Macrophage engulfment of mitochondria was quantified using flow cytometry. Purified released mitochondria were stained with 150 nM MitoTracker Green FM and added to HMDMs in 24-well tissue culture plates in Hank’s Balanced Salt Solution (HBSS) (10 μg/ml mito-pure). Following co-incubation for 1 h, non-engulfed mitochondria were washed off and HMDMs were collected in PBS. Cells were measured on a FACScan flow cytometer (BD Biosciences) and 10 000 events were collected and analyzed using the CellQuest software. Data are reported as % phagocytes positive for uptake of fluorescent targets.

Confocal microscopy

To assess internalization of mitochondria, HMDMs or MDDCs were fixed with 4% paraformaldehyde and mounted on glass slides. Samples were observed under ZEISS LSM510META confocal microscope (ZEISS, Göttingen, Germany) equipped with a × 63 oil immersion objective and data were analyzed using LSM Meta software. Images of green were acquired with FITC excitation (490 nm), of red with CY3 excitation (555 nm), of blue with DAPI excitation (405 nm) and deep red with excitation (633 nm).

Cytokine measurements

Cell culture supernatants were harvested after 1 h co-incubation of HMDMs with mito-pure followed by 5 h incubation in fresh medium, and cells and cell debris were cleared by centrifugation at 13 000 × g. Nine cytokines (TNF-α, IL-1β, IL-6, IL-12p40, IL-18, IFN-α2, IL-4, IL-8, and IL-10) were measured and analyzed with Bio-Plex x-Plex assay kit (Bio-Rad). Data analysis was performed using Bio-Plex Manager software (Bio-Rad).28 Cytokine concentrations were interpolated from an appropriate standard curve. In all analyses, an internal control was incorporated to evaluate interpolate reproducibility. The data shown are from three independent experiments using HMDMs from three donors. To study the effect of purified mtDNA on cytokine production, HMDMs were incubated for 1 h with mtDNA (1, 10, 100, 1000, 10 000 ng/ml) alone or in combination with 100 ng/ml LPS. Neutrophils were first primed with 10 nM fMLP (Sigma-Aldrich) for 2 h and then incubated with mtDNA (1, 10, 100, 1000, 10 000 ng/ml) for 1 h. Cell culture supernatants were collected and stored at −80 °C for further analysis. IL-8 and TNF-α levels were measured by using an ELISA from Invitrogen and Mabtech (Nacka Strand, Sweden), respectively. For TNF-α, the plates were first blocked with 200 μl incubation buffer containing 2% BSA (Sigma-Aldrich) for 1 h at RT.

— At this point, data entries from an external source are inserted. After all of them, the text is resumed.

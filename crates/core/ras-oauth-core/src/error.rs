//! Error taxonomy shared across the HTTP boundary.

use serde::{Deserialize, Serialize};

/// The four failure classes a caller of the auth routes can observe.
#[derive(Debug, Clone, Copy, PartialEq, Eq, Serialize, Deserialize)]
pub enum AuthErrorKind {
    /// Missing or duplicate input supplied by the caller.
    BadRequest,
    /// Missing or malformed deployment configuration.
    ServerMisconfigured,
    /// The identity provider or the backend token sink failed.
    UpstreamError,
    /// The provider rejected a bearer token.
    ValidationFailure,
}

/// Stable reason codes carried in `{"error": ...}` response bodies.
pub mod reason {
    pub const MISSING_PARAMETERS: &str = "missing_parameters";
    pub const CODE_ALREADY_PROCESSED: &str = "code_already_processed";
    pub const CLIENT_ID_NOT_CONFIGURED: &str = "client_id_not_configured";
    pub const CLIENT_SECRET_NOT_CONFIGURED: &str = "client_secret_not_configured";
    pub const REDIRECT_URI_NOT_CONFIGURED: &str = "redirect_uri_not_configured";
    pub const INVALID_REDIRECT_URI: &str = "invalid_redirect_uri";
    pub const TOKEN_EXCHANGE_FAILED: &str = "token_exchange_failed";
    pub const USERINFO_FAILED: &str = "userinfo_failed";
    pub const SINK_FAILED: &str = "sink_failed";
    pub const MISSING_BEARER_TOKEN: &str = "missing_bearer_token";
    pub const TOKEN_INVALID: &str = "token_invalid";
    pub const VALIDATION_FAILED: &str = "validation_failed";
    pub const MISSING_CODE_OR_STATE: &str = "missing_code_or_state";
    pub const OAUTH_CALLBACK_FAILED: &str = "oauth_callback_failed";
    pub const SERVER_MISCONFIGURED: &str = "server_misconfigured";
}
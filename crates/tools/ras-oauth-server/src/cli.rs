use clap::Parser;

/// Serve the OAuth2 callback and validation routes
#[derive(Debug, Clone, Parser)]
#[command(name = "ras-oauth-server")]
#[command(about = "Serve the OAuth2 code exchange and token validation routes")]
#[command(version)]
pub struct Args {
    /// Interface to bind
    #[arg(long, env = "SERVER_HOST", default_value = "0.0.0.0")]
    pub host: String,

    /// Port to listen on
    #[arg(short, long, env = "SERVER_PORT", default_value_t = 3000)]
    pub port: u16,

    /// Allow cross-origin requests from any origin
    #[arg(long)]
    pub permissive_cors: bool,
}

impl Args {
    pub fn bind_address(&self) -> String {
        format!("{}:{}", self.host, self.port)
    }
}
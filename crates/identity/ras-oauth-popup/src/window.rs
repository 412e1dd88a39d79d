//! Window handles for the popup and the callback page.

use crate::channel::OpenerPort;
use std::sync::atomic::{AtomicBool, Ordering};
use std::sync::{Arc, Mutex, PoisonError};
use url::Url;

/// A popup opened by [`PopupLauncher`].
pub trait PopupHandle: Send + Sync {
    fn is_closed(&self) -> bool;
}

/// Opens popup windows.
pub trait PopupLauncher: Send + Sync {
    /// Open `url` in a popup. `None` means the popup was blocked.
    fn open(&self, url: &Url, name: &str, features: &str) -> Option<Arc<dyn PopupHandle>>;
}

/// The window the callback page runs in.
pub trait CallbackWindow: Send + Sync {
    /// Origin of the callback page itself.
    fn origin(&self) -> String;

    /// The window that opened this one, if it is still reachable.
    fn opener(&self) -> Option<Arc<dyn OpenerPort>>;

    fn close(&self);
}

/// A popup living in memory. Closing it is observable by the flow watcher.
#[derive(Debug)]
pub struct InMemoryPopup {
    url: Url,
    name: String,
    features: String,
    closed: AtomicBool,
}

impl InMemoryPopup {
    pub fn new(url: Url, name: impl Into<String>, features: impl Into<String>) -> Self {
        Self {
            url,
            name: name.into(),
            features: features.into(),
            closed: AtomicBool::new(false),
        }
    }

    pub fn url(&self) -> &Url {
        &self.url
    }

    pub fn name(&self) -> &str {
        &self.name
    }

    pub fn features(&self) -> &str {
        &self.features
    }

    pub fn close(&self) {
        self.closed.store(true, Ordering::SeqCst);
    }
}

impl PopupHandle for InMemoryPopup {
    fn is_closed(&self) -> bool {
        self.closed.load(Ordering::SeqCst)
    }
}

/// Launcher that records every popup it opens.
#[derive(Debug, Default)]
pub struct InMemoryPopupLauncher {
    opened: Mutex<Vec<Arc<InMemoryPopup>>>,
    blocked: AtomicBool,
}

impl InMemoryPopupLauncher {
    pub fn new() -> Self {
        Self::default()
    }

    /// Make subsequent `open` calls behave like a popup blocker.
    pub fn set_blocked(&self, blocked: bool) {
        self.blocked.store(blocked, Ordering::SeqCst);
    }

    pub fn opened(&self) -> Vec<Arc<InMemoryPopup>> {
        self.opened
            .lock()
            .unwrap_or_else(PoisonError::into_inner)
            .clone()
    }

    pub fn last_opened(&self) -> Option<Arc<InMemoryPopup>> {
        self.opened
            .lock()
            .unwrap_or_else(PoisonError::into_inner)
            .last()
            .cloned()
    }
}

impl PopupLauncher for InMemoryPopupLauncher {
    fn open(&self, url: &Url, name: &str, features: &str) -> Option<Arc<dyn PopupHandle>> {
        if self.blocked.load(Ordering::SeqCst) {
            return None;
        }

        let popup = Arc::new(InMemoryPopup::new(url.clone(), name, features));
        self.opened
            .lock()
            .unwrap_or_else(PoisonError::into_inner)
            .push(popup.clone());
        Some(popup)
    }
}

/// Callback page window living in memory, optionally backed by the popup
/// the opener launched so that closing one closes the other.
pub struct InMemoryCallbackWindow {
    origin: String,
    opener: Option<Arc<dyn OpenerPort>>,
    popup: Option<Arc<InMemoryPopup>>,
    closed: AtomicBool,
}

impl InMemoryCallbackWindow {
    pub fn new(origin: impl Into<String>, opener: Option<Arc<dyn OpenerPort>>) -> Self {
        Self {
            origin: origin.into(),
            opener,
            popup: None,
            closed: AtomicBool::new(false),
        }
    }

    pub fn with_popup(mut self, popup: Arc<InMemoryPopup>) -> Self {
        self.popup = Some(popup);
        self
    }

    pub fn is_closed(&self) -> bool {
        self.closed.load(Ordering::SeqCst)
    }
}

impl CallbackWindow for InMemoryCallbackWindow {
    fn origin(&self) -> String {
        self.origin.clone()
    }

    fn opener(&self) -> Option<Arc<dyn OpenerPort>> {
        self.opener.clone()
    }

    fn close(&self) {
        self.closed.store(true, Ordering::SeqCst);
        if let Some(popup) = &self.popup {
            popup.close();
        }
    }
}
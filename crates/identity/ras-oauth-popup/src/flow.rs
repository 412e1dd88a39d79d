//! Opening the authorization popup and watching it.

use crate::config::PopupConfig;
use crate::error::{PopupError, PopupResult};
use crate::request::AuthorizationRequest;
use crate::window::{PopupHandle, PopupLauncher};
use std::sync::Arc;
use std::time::Duration;
use tokio::time::{MissedTickBehavior, interval};
use tokio_util::sync::CancellationToken;
use tracing::{debug, info};
use url::Url;

/// Opens the provider's authorize page in a popup.
pub struct PopupFlowController {
    config: PopupConfig,
    launcher: Arc<dyn PopupLauncher>,
}

impl PopupFlowController {
    pub fn new(config: PopupConfig, launcher: Arc<dyn PopupLauncher>) -> Self {
        Self { config, launcher }
    }

    pub fn config(&self) -> &PopupConfig {
        &self.config
    }

    /// A fresh authorization request with a new random state.
    pub fn authorization_request(&self) -> AuthorizationRequest {
        AuthorizationRequest::new(&self.config)
    }

    /// Open the popup and start watching for it to be closed.
    ///
    /// Must be called from within a tokio runtime. If the user closes the
    /// popup before [`PopupFlow::finish`] is called, the flow is cancelled.
    pub fn start_flow(&self) -> PopupResult<PopupFlow> {
        self.config.validate()?;

        let request = self.authorization_request();
        let url = request.to_url(&self.config.authorize_endpoint()?);

        let popup = self
            .launcher
            .open(&url, &self.config.popup_name, &self.config.popup_features)
            .ok_or(PopupError::PopupBlocked)?;

        info!("Opened authorization popup");
        let flow = PopupFlow::new(request.state, url);
        tokio::spawn(watch_popup(
            popup,
            flow.clone(),
            self.config.poll_interval,
        ));
        Ok(flow)
    }
}

async fn watch_popup(popup: Arc<dyn PopupHandle>, flow: PopupFlow, every: Duration) {
    let mut ticker = interval(every.max(Duration::from_millis(1)));
    ticker.set_missed_tick_behavior(MissedTickBehavior::Delay);
    // The first tick completes immediately.
    ticker.tick().await;

    loop {
        tokio::select! {
            biased;
            _ = flow.finished.cancelled() => return,
            _ = ticker.tick() => {
                if popup.is_closed() {
                    if !flow.is_finished() {
                        debug!("Popup closed before completing the flow");
                        flow.cancelled.cancel();
                    }
                    return;
                }
            }
        }
    }
}

/// One in-flight popup flow.
#[derive(Debug, Clone)]
pub struct PopupFlow {
    state: String,
    authorize_url: Url,
    cancelled: CancellationToken,
    finished: CancellationToken,
}

impl PopupFlow {
    fn new(state: String, authorize_url: Url) -> Self {
        Self {
            state,
            authorize_url,
            cancelled: CancellationToken::new(),
            finished: CancellationToken::new(),
        }
    }

    /// The `state` value sent in the authorize URL.
    pub fn state(&self) -> &str {
        &self.state
    }

    pub fn authorize_url(&self) -> &Url {
        &self.authorize_url
    }

    /// Token cancelled when the popup closes before the flow finishes.
    pub fn cancellation_token(&self) -> CancellationToken {
        self.cancelled.clone()
    }

    pub async fn cancelled(&self) {
        self.cancelled.cancelled().await
    }

    pub fn is_cancelled(&self) -> bool {
        self.cancelled.is_cancelled()
    }

    /// Mark the flow as completed; the popup watcher stops.
    pub fn finish(&self) {
        self.finished.cancel();
    }

    pub async fn finished(&self) {
        self.finished.cancelled().await
    }

    pub fn is_finished(&self) -> bool {
        self.finished.is_cancelled()
    }
}

#[cfg(test)]
mod tests {
    use super::*;
    use crate::window::InMemoryPopupLauncher;

    fn controller(launcher: Arc<InMemoryPopupLauncher>) -> PopupFlowController {
        PopupFlowController::new(
            PopupConfig::new("client-123").with_poll_interval(Duration::from_millis(500)),
            launcher,
        )
    }

    #[tokio::test]
    async fn test_start_flow_opens_authorize_url() {
        let launcher = Arc::new(InMemoryPopupLauncher::new());
        let flow = controller(launcher.clone()).start_flow().unwrap();

        let popup = launcher.last_opened().unwrap();
        assert_eq!(popup.url(), flow.authorize_url());
        assert_eq!(popup.name(), "azure-oauth");
        assert!(
            popup
                .url()
                .query_pairs()
                .any(|(k, v)| k == "state" && v == flow.state())
        );
    }

    #[tokio::test]
    async fn test_blocked_popup() {
        let launcher = Arc::new(InMemoryPopupLauncher::new());
        launcher.set_blocked(true);
        let result = controller(launcher).start_flow();
        assert!(matches!(result, Err(PopupError::PopupBlocked)));
    }

    #[tokio::test]
    async fn test_missing_client_id_is_rejected() {
        let launcher = Arc::new(InMemoryPopupLauncher::new());
        let controller = PopupFlowController::new(PopupConfig::new(""), launcher.clone());
        assert!(matches!(
            controller.start_flow(),
            Err(PopupError::ConfigError(_))
        ));
        assert!(launcher.opened().is_empty());
    }

    #[tokio::test(start_paused = true)]
    async fn test_closing_popup_cancels_flow() {
        let launcher = Arc::new(InMemoryPopupLauncher::new());
        let flow = controller(launcher.clone()).start_flow().unwrap();

        tokio::time::sleep(Duration::from_secs(2)).await;
        assert!(!flow.is_cancelled());

        launcher.last_opened().unwrap().close();
        tokio::time::timeout(Duration::from_secs(5), flow.cancelled())
            .await
            .expect("flow should be cancelled once the popup closes");
    }

    #[tokio::test(start_paused = true)]
    async fn test_finished_flow_is_not_cancelled_by_close() {
        let launcher = Arc::new(InMemoryPopupLauncher::new());
        let flow = controller(launcher.clone()).start_flow().unwrap();

        flow.finish();
        launcher.last_opened().unwrap().close();
        tokio::time::sleep(Duration::from_secs(5)).await;

        assert!(flow.is_finished());
        assert!(!flow.is_cancelled());
    }
}
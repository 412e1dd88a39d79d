//! Server side of the popup OAuth2 authorization code flow.
//!
//! This crate exchanges authorization codes for access tokens exactly once
//! per code, resolves the authenticated profile through the provider's
//! userinfo endpoint, hands the token to a backend sink, and validates bearer
//! tokens by asking the provider whether it still accepts them. The
//! [`auth_router`] exposes both operations as `POST /api/auth/callback` and
//! `POST /api/auth/validate`.

mod config;
mod dedup;
mod error;
mod gateway;
mod identity;
mod provider;
mod routes;
mod sink;
mod validator;


pub use config::{
    ConfigIssue, GatewayConfig, ProviderCredentials, ProviderEndpoints, ResolvedCredentials,
    SinkConfig,
};
pub use dedup::{CodeDedupStore, InMemoryCodeStore};
pub use error::{GatewayError, GatewayResult, UpstreamStage};
pub use gateway::CodeExchangeGateway;
pub use identity::{CallerIdentityResolver, SessionCookieResolver};
pub use provider::{ProviderClient, TokenResponse, build_http_client};
pub use routes::{CALLBACK_PATH, GatewayState, VALIDATE_PATH, auth_router};
pub use sink::{HttpTokenSink, TokenSink};
pub use validator::ProviderTokenValidator;

// Re-export common types for convenience
pub use ras_oauth_core::{AuthErrorKind, ExchangeRequest, TokenBundle, TokenValidator, UserProfile};
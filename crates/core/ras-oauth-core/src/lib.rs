//! Core types shared by both ends of the popup OAuth2 authorization code flow.
//!
//! The server side (code exchange and token validation) and the client side
//! (popup controller, callback bridge and session store) only agree on the
//! types defined here: the token bundle returned by a successful exchange, the
//! message that crosses the popup/opener boundary, and the error taxonomy used
//! at the HTTP boundary.

mod error;
mod message;
mod types;
mod validator;

pub use error::{AuthErrorKind, reason};
pub use message::{OAuthMessage, OAuthMessageKind};
pub use types::{ErrorBody, ExchangeRequest, TokenBundle, UserProfile, ValidateResponse};
pub use validator::TokenValidator;
//! Client-side error types.

use crate::storage::StorageError;
use ras_oauth_core::reason;
use thiserror::Error;

pub type PopupResult<T> = Result<T, PopupError>;

#[derive(Debug, Error)]
pub enum PopupError {
    #[error("Popup window could not be opened")]
    PopupBlocked,

    #[error("Invalid configuration: {0}")]
    ConfigError(String),

    #[error("URL parsing error: {0}")]
    UrlError(#[from] url::ParseError),

    #[error("HTTP request failed: {0}")]
    HttpError(#[from] reqwest::Error),

    /// The server refused the exchange; carries its reason code.
    #[error("Code exchange failed: {0}")]
    ExchangeFailed(String),

    #[error("Storage error: {0}")]
    StorageError(#[from] StorageError),

    #[error("Serialization error: {0}")]
    SerializationError(#[from] serde_json::Error),
}

impl PopupError {
    /// Text relayed to the opener in an `OAUTH_ERROR` message.
    pub fn message_reason(&self) -> String {
        match self {
            PopupError::ExchangeFailed(reason) => reason.clone(),
            _ => reason::OAUTH_CALLBACK_FAILED.to_string(),
        }
    }
}
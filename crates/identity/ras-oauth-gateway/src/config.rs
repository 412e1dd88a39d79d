//! Gateway configuration.

use crate::dedup::ttl_from_seconds;
use crate::error::{GatewayError, GatewayResult};
use ras_oauth_core::reason;
use std::fmt;
use std::time::Duration;
use url::Url;

pub const DEFAULT_TOKEN_ENDPOINT: &str =
    "https://login.microsoftonline.com/common/oauth2/v2.0/token";
pub const DEFAULT_USERINFO_ENDPOINT: &str = "https://graph.microsoft.com/v1.0/me";
pub const DEFAULT_SINK_URL: &str = "http://localhost:5000";
pub const DEFAULT_SESSION_COOKIE: &str = "session_id";

/// A specific piece of provider configuration that is missing or malformed.
#[derive(Debug, Clone, PartialEq, Eq)]
pub enum ConfigIssue {
    ClientIdMissing,
    ClientSecretMissing,
    RedirectUriMissing,
    RedirectUriInvalid(String),
}

impl ConfigIssue {
    pub fn reason(&self) -> &'static str {
        match self {
            ConfigIssue::ClientIdMissing => reason::CLIENT_ID_NOT_CONFIGURED,
            ConfigIssue::ClientSecretMissing => reason::CLIENT_SECRET_NOT_CONFIGURED,
            ConfigIssue::RedirectUriMissing => reason::REDIRECT_URI_NOT_CONFIGURED,
            ConfigIssue::RedirectUriInvalid(_) => reason::INVALID_REDIRECT_URI,
        }
    }
}

impl fmt::Display for ConfigIssue {
    fn fmt(&self, f: &mut fmt::Formatter<'_>) -> fmt::Result {
        match self {
            ConfigIssue::ClientIdMissing => f.write_str("client id is not set"),
            ConfigIssue::ClientSecretMissing => f.write_str("client secret is not set"),
            ConfigIssue::RedirectUriMissing => f.write_str("redirect URI is not set"),
            ConfigIssue::RedirectUriInvalid(value) => {
                write!(f, "redirect URI '{}' is not an absolute URL", value)
            }
        }
    }
}

/// Provider client credentials.
///
/// Each field may be absent at load time; [`ProviderCredentials::resolve`]
/// reports which one is missing when a code exchange is attempted.
#[derive(Clone, Default)]
pub struct ProviderCredentials {
    pub client_id: Option<String>,
    pub client_secret: Option<String>,
    pub redirect_uri: Option<String>,
}

/// Credentials that passed [`ProviderCredentials::resolve`].
#[derive(Clone)]
pub struct ResolvedCredentials {
    pub client_id: String,
    pub client_secret: String,
    pub redirect_uri: Url,
}

impl ProviderCredentials {
    pub fn new(
        client_id: impl Into<String>,
        client_secret: impl Into<String>,
        redirect_uri: impl Into<String>,
    ) -> Self {
        Self {
            client_id: Some(client_id.into()),
            client_secret: Some(client_secret.into()),
            redirect_uri: Some(redirect_uri.into()),
        }
    }

    /// Check presence of every field, in order, and parse the redirect URI.
    pub fn resolve(&self) -> Result<ResolvedCredentials, ConfigIssue> {
        let client_id = non_empty(&self.client_id).ok_or(ConfigIssue::ClientIdMissing)?;
        let client_secret =
            non_empty(&self.client_secret).ok_or(ConfigIssue::ClientSecretMissing)?;
        let redirect_uri = non_empty(&self.redirect_uri).ok_or(ConfigIssue::RedirectUriMissing)?;

        // Url::parse only accepts absolute URLs.
        let redirect_uri = Url::parse(redirect_uri)
            .map_err(|_| ConfigIssue::RedirectUriInvalid(redirect_uri.to_string()))?;

        Ok(ResolvedCredentials {
            client_id: client_id.to_string(),
            client_secret: client_secret.to_string(),
            redirect_uri,
        })
    }
}

impl fmt::Debug for ProviderCredentials {
    fn fmt(&self, f: &mut fmt::Formatter<'_>) -> fmt::Result {
        f.debug_struct("ProviderCredentials")
            .field("client_id", &self.client_id)
            .field("client_secret", &self.client_secret.as_ref().map(|_| "<redacted>"))
            .field("redirect_uri", &self.redirect_uri)
            .finish()
    }
}

impl fmt::Debug for ResolvedCredentials {
    fn fmt(&self, f: &mut fmt::Formatter<'_>) -> fmt::Result {
        f.debug_struct("ResolvedCredentials")
            .field("client_id", &self.client_id)
            .field("client_secret", &"<redacted>")
            .field("redirect_uri", &self.redirect_uri.as_str())
            .finish()
    }
}

/// Identity provider endpoints used by the gateway.
#[derive(Debug, Clone)]
pub struct ProviderEndpoints {
    pub token_endpoint: String,
    pub userinfo_endpoint: String,
}

impl Default for ProviderEndpoints {
    fn default() -> Self {
        Self {
            token_endpoint: DEFAULT_TOKEN_ENDPOINT.to_string(),
            userinfo_endpoint: DEFAULT_USERINFO_ENDPOINT.to_string(),
        }
    }
}

/// Backend service that durably stores access tokens.
#[derive(Clone)]
pub struct SinkConfig {
    pub endpoint_url: String,
    pub api_key: String,
}

impl SinkConfig {
    pub fn new(endpoint_url: impl Into<String>, api_key: impl Into<String>) -> Self {
        Self {
            endpoint_url: endpoint_url.into(),
            api_key: api_key.into(),
        }
    }
}

impl fmt::Debug for SinkConfig {
    fn fmt(&self, f: &mut fmt::Formatter<'_>) -> fmt::Result {
        f.debug_struct("SinkConfig")
            .field("endpoint_url", &self.endpoint_url)
            .field("api_key", &"<redacted>")
            .finish()
    }
}

#[derive(Debug, Clone)]
pub struct GatewayConfig {
    pub credentials: ProviderCredentials,
    pub endpoints: ProviderEndpoints,
    pub sink: SinkConfig,
    /// `None` means requests to the provider and sink never time out.
    pub http_timeout_seconds: Option<u64>,
    /// How long a consumed code is remembered. `None` keeps it for the
    /// process lifetime.
    pub code_ttl_seconds: Option<u64>,
    /// Upper bound on remembered codes. `None` is unbounded.
    pub code_capacity: Option<usize>,
    pub session_cookie_name: String,
    pub user_id_prefix: String,
}

impl GatewayConfig {
    pub fn new(credentials: ProviderCredentials, sink: SinkConfig) -> Self {
        Self {
            credentials,
            endpoints: ProviderEndpoints::default(),
            sink,
            http_timeout_seconds: None,
            code_ttl_seconds: None,
            code_capacity: None,
            session_cookie_name: DEFAULT_SESSION_COOKIE.to_string(),
            user_id_prefix: String::new(),
        }
    }

    /// Load configuration from the process environment.
    pub fn from_env() -> GatewayResult<Self> {
        Self::from_lookup(|name| std::env::var(name).ok())
    }

    /// Load configuration through an arbitrary variable lookup. Empty values
    /// count as unset.
    pub fn from_lookup<F>(lookup: F) -> GatewayResult<Self>
    where
        F: Fn(&str) -> Option<String>,
    {
        let get = |name: &str| lookup(name).filter(|value| !value.trim().is_empty());

        let credentials = ProviderCredentials {
            client_id: get("AZURE_CLIENT_ID"),
            client_secret: get("AZURE_CLIENT_SECRET"),
            redirect_uri: get("AZURE_REDIRECT_URI"),
        };

        let sink = SinkConfig {
            endpoint_url: get("ACCESS_TOKEN_ENDPOINT_URL")
                .unwrap_or_else(|| DEFAULT_SINK_URL.to_string()),
            api_key: get("ACCESS_TOKEN_API_KEY").ok_or_else(|| {
                GatewayError::ConfigError("ACCESS_TOKEN_API_KEY is required".to_string())
            })?,
        };

        let mut endpoints = ProviderEndpoints::default();
        if let Some(token_endpoint) = get("OAUTH_TOKEN_ENDPOINT") {
            endpoints.token_endpoint = token_endpoint;
        }
        if let Some(userinfo_endpoint) = get("OAUTH_USERINFO_ENDPOINT") {
            endpoints.userinfo_endpoint = userinfo_endpoint;
        }

        let mut config = Self::new(credentials, sink).with_endpoints(endpoints);
        config.http_timeout_seconds = parse_var(&get, "OAUTH_HTTP_TIMEOUT_SECS")?;
        config.code_ttl_seconds = parse_var(&get, "OAUTH_CODE_TTL_SECS")?;
        if let Some(ttl) = config.code_ttl_seconds {
            ttl_from_seconds(ttl)?;
        }
        config.code_capacity = parse_var(&get, "OAUTH_CODE_CAPACITY")?;
        if let Some(cookie) = get("SESSION_COOKIE_NAME") {
            config.session_cookie_name = cookie;
        }
        if let Some(prefix) = get("USER_ID_PREFIX") {
            config.user_id_prefix = prefix;
        }

        Ok(config)
    }

    pub fn with_endpoints(mut self, endpoints: ProviderEndpoints) -> Self {
        self.endpoints = endpoints;
        self
    }

    pub fn with_http_timeout(mut self, seconds: u64) -> Self {
        self.http_timeout_seconds = Some(seconds);
        self
    }

    pub fn with_code_ttl(mut self, seconds: u64) -> Self {
        self.code_ttl_seconds = Some(seconds);
        self
    }

    pub fn with_code_capacity(mut self, capacity: usize) -> Self {
        self.code_capacity = Some(capacity);
        self
    }

    pub fn with_user_id_prefix(mut self, prefix: impl Into<String>) -> Self {
        self.user_id_prefix = prefix.into();
        self
    }

    pub fn http_timeout(&self) -> Option<Duration> {
        self.http_timeout_seconds.map(Duration::from_secs)
    }
}

fn non_empty(value: &Option<String>) -> Option<&str> {
    value.as_deref().filter(|v| !v.trim().is_empty())
}

fn parse_var<T, G>(get: &G, name: &str) -> GatewayResult<Option<T>>
where
    T: std::str::FromStr,
    G: Fn(&str) -> Option<String>,
{
    get(name)
        .map(|raw| {
            raw.trim()
                .parse::<T>()
                .map_err(|_| GatewayError::ConfigError(format!("{} must be a number", name)))
        })
        .transpose()
}

#[cfg(test)]
mod tests {
    use super::*;
    use std::collections::HashMap;

    fn lookup(vars: &[(&str, &str)]) -> impl Fn(&str) -> Option<String> {
        let vars: HashMap<String, String> = vars
            .iter()
            .map(|(k, v)| (k.to_string(), v.to_string()))
            .collect();
        move |name: &str| vars.get(name).cloned()
    }

    #[test]
    fn test_resolve_reports_first_missing_field() {
        let mut credentials = ProviderCredentials::default();
        assert_eq!(
            credentials.resolve().unwrap_err(),
            ConfigIssue::ClientIdMissing
        );

        credentials.client_id = Some("client".to_string());
        assert_eq!(
            credentials.resolve().unwrap_err(),
            ConfigIssue::ClientSecretMissing
        );

        credentials.client_secret = Some("secret".to_string());
        assert_eq!(
            credentials.resolve().unwrap_err(),
            ConfigIssue::RedirectUriMissing
        );

        credentials.redirect_uri = Some("/auth/callback".to_string());
        assert!(matches!(
            credentials.resolve(),
            Err(ConfigIssue::RedirectUriInvalid(_))
        ));

        credentials.redirect_uri = Some("http://localhost:3000/auth/callback".to_string());
        let resolved = credentials.resolve().unwrap();
        assert_eq!(resolved.redirect_uri.path(), "/auth/callback");
    }

    #[test]
    fn test_from_lookup_defaults() {
        let config = GatewayConfig::from_lookup(lookup(&[
            ("AZURE_CLIENT_ID", "client"),
            ("AZURE_CLIENT_SECRET", ""),
            ("ACCESS_TOKEN_API_KEY", "key"),
        ]))
        .unwrap();

        assert_eq!(config.credentials.client_id.as_deref(), Some("client"));
        assert!(config.credentials.client_secret.is_none());
        assert_eq!(config.sink.endpoint_url, DEFAULT_SINK_URL);
        assert_eq!(config.endpoints.userinfo_endpoint, DEFAULT_USERINFO_ENDPOINT);
        assert!(config.http_timeout().is_none());
        assert!(config.code_ttl_seconds.is_none());
        assert_eq!(config.session_cookie_name, DEFAULT_SESSION_COOKIE);
    }

    #[test]
    fn test_from_lookup_requires_sink_api_key() {
        let result = GatewayConfig::from_lookup(lookup(&[("AZURE_CLIENT_ID", "client")]));
        assert!(matches!(result, Err(GatewayError::ConfigError(_))));
    }

    #[test]
    fn test_from_lookup_rejects_non_numeric_bounds() {
        let result = GatewayConfig::from_lookup(lookup(&[
            ("ACCESS_TOKEN_API_KEY", "key"),
            ("OAUTH_CODE_CAPACITY", "lots"),
        ]));
        assert!(matches!(result, Err(GatewayError::ConfigError(_))));
    }

    #[test]
    fn test_from_lookup_rejects_out_of_range_ttl() {
        let result = GatewayConfig::from_lookup(lookup(&[
            ("ACCESS_TOKEN_API_KEY", "key"),
            ("OAUTH_CODE_TTL_SECS", "18446744073709551615"),
        ]));
        assert!(matches!(result, Err(GatewayError::ConfigError(_))));

        let config = GatewayConfig::from_lookup(lookup(&[
            ("ACCESS_TOKEN_API_KEY", "key"),
            ("OAUTH_CODE_TTL_SECS", "10000000000000"),
        ]))
        .unwrap();
        assert_eq!(config.code_ttl_seconds, Some(10_000_000_000_000));
    }

    #[test]
    fn test_debug_redacts_secrets() {
        let config = GatewayConfig::new(
            ProviderCredentials::new("client", "hunter2", "http://localhost/cb"),
            SinkConfig::new("http://sink", "sink-key"),
        );
        let rendered = format!("{:?}", config);
        assert!(!rendered.contains("hunter2"));
        assert!(!rendered.contains("sink-key"));
        assert!(rendered.contains("client"));
    }
}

Detection of surface markers on MDDCs

MDDCs were co-incubated with purified released mitochondria or LPS (100 ng/ml) for 24 h in complete medium. Non-engulfed mitochondria were washed off, and MDCCs were collected in PBS and blocked with PBS containing 1% BSA (Sigma-Aldrich). Cells were labeled with anti-CD80, CD83 or CD86 antibody conjugated with FITC (BD Biosciences) for 30 min. Fluorescence-labeled cells were detected using a FACScan flow cytometer and data were analyzed using the CellQuest software.

Real-time PCR

Mito-pure (purified as described above) were incubated in HBSS (Gibco) and samples were prepared by centrifugation at 13 000 × g for 10 min. MRB buffer only (in HBSS) was included as a negative control. RT-PCR of the mitochondrial Co1 gene was performed according to standard protocols using the Power SYBR Green PCR Master Mix (Applied Biosystems/Life Technologies, Foster City, CA, USA). The primers used were: 5′-ttcgccgaccgttgactattctct-3′ and reverse primer, 5′-aagattattacaaatgcatgggc-3′. To generate a standard curve for quantification of mtDNA in supernatants of the mito-pure samples, mtDNA was extracted from mito-pure using the phenol/chloroform method. A defined amount of purified mtDNA was used as a positive control.